Sisi expressed concern recently that ISIS militants fleeing Iraq and Syria would come to Egypt. Egyptian security forces face almost daily attacks from militants with ISIS ties in northern Sinai.
The Wilayat Sinai group, which pledged allegiance to ISIS in 2014, has been behind numerous attacks and hundreds of deaths in the desert region.
It claimed responsibility for the bombing of a Russian passenger jet that crashed in October 2015 in the Sinai Peninsula, killing 224 people.
If it turns out ISIS militants are behind the latest attack, "it reflects their willingness to continue to do large operations that have large civilian casualties," Timothy Kaldas, a non-resident fellow at the Tahrir Institute for Middle East Policy, told CNN.
There would be two plausible motives for an ISIS attack, he said.
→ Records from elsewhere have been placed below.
use core::fmt;
use serde::{Deserialize, Serialize};

#[derive(Debug, Serialize, Deserialize, Clone)]
pub struct ApiResponse<T> {
    pub status: String,
    pub message: String,
    pub data: T,
}

impl<T: fmt::Debug> fmt::Display for ApiResponse<T> {
    fn fmt(&self, f: &mut fmt::Formatter<'_>) -> fmt::Result {
        write!(
            f,
            "ApiResponse {{ status: {}, message: {}, data: {:?} }}",
            self.status, self.message, self.data
        )
    }
}
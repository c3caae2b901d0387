use crate::{
    abstract_trait::CartApiClientTrait,
    domain::{
        requests::cart::{AddToCartRequest, MergeCartRequest, UpdateCartItemRequest},
        response::{
            api::ApiResponse,
            cart::{CartEnvelope, CartResponse},
        },
    },
};
use async_trait::async_trait;
use serde::Serialize;
use shared::{errors::HttpError, http::HttpClient};

#[derive(Serialize)]
struct UpdateQuantityBody {
    quantity: i32,
}

pub struct CartApiClient {
    http: HttpClient,
}

impl CartApiClient {
    pub fn new(http: HttpClient) -> Self {
        Self { http }
    }

    fn wrap(envelope: CartEnvelope) -> ApiResponse<CartResponse> {
        let (cart, message) = envelope.into_parts();

        ApiResponse {
            status: "success".to_string(),
            message: message.unwrap_or_else(|| "OK".to_string()),
            data: cart,
        }
    }
}

#[async_trait]
impl CartApiClientTrait for CartApiClient {
    async fn fetch_cart(&self) -> Result<ApiResponse<CartResponse>, HttpError> {
        let envelope: CartEnvelope = self.http.get("/cart").await?;

        Ok(Self::wrap(envelope))
    }

    async fn add_item(
        &self,
        req: &AddToCartRequest,
    ) -> Result<ApiResponse<CartResponse>, HttpError> {
        let envelope: CartEnvelope = self.http.post("/cart/items", req).await?;

        Ok(Self::wrap(envelope))
    }

    async fn update_item(
        &self,
        req: &UpdateCartItemRequest,
    ) -> Result<ApiResponse<CartResponse>, HttpError> {
        let body = UpdateQuantityBody {
            quantity: req.quantity,
        };

        let envelope: CartEnvelope = self
            .http
            .put(&format!("/cart/items/{}", req.item_id), &body)
            .await?;

        Ok(Self::wrap(envelope))
    }

    async fn remove_item(&self, item_id: i32) -> Result<ApiResponse<CartResponse>, HttpError> {
        let envelope: CartEnvelope = self.http.delete(&format!("/cart/items/{item_id}")).await?;

        Ok(Self::wrap(envelope))
    }

    async fn clear_cart(&self) -> Result<ApiResponse<CartResponse>, HttpError> {
        let envelope: CartEnvelope = self.http.delete("/cart").await?;

        Ok(Self::wrap(envelope))
    }

    async fn merge_cart(
        &self,
        req: &MergeCartRequest,
    ) -> Result<ApiResponse<CartResponse>, HttpError> {
        let envelope: CartEnvelope = self.http.post("/cart/merge", req).await?;

        Ok(Self::wrap(envelope))
    }
}
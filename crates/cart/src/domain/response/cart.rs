use serde::{Deserialize, Serialize};

/// Denormalized product snapshot carried on each line for display.
#[derive(Debug, Serialize, Deserialize, Clone, PartialEq)]
pub struct ProductSnapshot {
    pub name: String,
    pub price: f64,
    pub stock: i32,
    #[serde(rename = "image_url")]
    pub image_url: Option<String>,
}

#[derive(Debug, Serialize, Deserialize, Clone, PartialEq)]
pub struct CartItemResponse {
    pub id: i32,
    #[serde(rename = "product_id")]
    pub product_id: i32,
    pub quantity: i32,
    pub product: Option<ProductSnapshot>,
}

/// Authoritative cart as returned by the cart service. `total_items` and
/// `total_price` are server-computed; a response missing them is a data-shape
/// anomaly repaired when the summary is derived.
#[derive(Debug, Serialize, Deserialize, Clone, PartialEq)]
pub struct CartResponse {
    pub id: i32,
    #[serde(default)]
    pub items: Vec<CartItemResponse>,
    #[serde(rename = "total_items")]
    pub total_items: Option<i64>,
    #[serde(rename = "total_price")]
    pub total_price: Option<f64>,
}

#[derive(Debug, Serialize, Deserialize, Clone, PartialEq, Default)]
pub struct CartSummary {
    #[serde(rename = "total_items")]
    pub total_items: i64,
    #[serde(rename = "total_price")]
    pub total_price: f64,
}

/// The cart service wraps the cart under a `cart` key on some endpoints and
/// returns it bare on others; both shapes must parse.
#[derive(Debug, Clone, Deserialize)]
#[serde(untagged)]
pub enum CartEnvelope {
    Wrapped {
        cart: CartResponse,
        message: Option<String>,
    },
    Bare(CartResponse),
}

impl CartEnvelope {
    pub fn into_parts(self) -> (CartResponse, Option<String>) {
        match self {
            CartEnvelope::Wrapped { cart, message } => (cart, message),
            CartEnvelope::Bare(cart) => (cart, None),
        }
    }
}

/// Uniform outcome of every cart operation. Failures resolve here too, never
/// as an `Err` the caller has to catch.
#[derive(Debug, Clone, Serialize, Deserialize)]
pub struct CartOperationResult {
    pub success: bool,
    pub message: String,
    pub cart: Option<CartResponse>,
    pub error: Option<String>,
}

impl CartOperationResult {
    pub fn ok(message: impl Into<String>, cart: CartResponse) -> Self {
        Self {
            success: true,
            message: message.into(),
            cart: Some(cart),
            error: None,
        }
    }

    pub fn failed(message: impl Into<String>, error: Option<String>) -> Self {
        Self {
            success: false,
            message: message.into(),
            cart: None,
            error,
        }
    }
}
First, ISIS considers Sufis to be heretics, making the Sufi mosque a legitimate target in the eyes of ISIS, even though all worshippers probably weren't Sufi.
Second, Kaldas said, ISIS may be taking revenge against members of the Sawarkah tribe, to which most of the people in the area belong, because it has been cooperating with the Egyptian government in its campaign against Wilayat Sinai.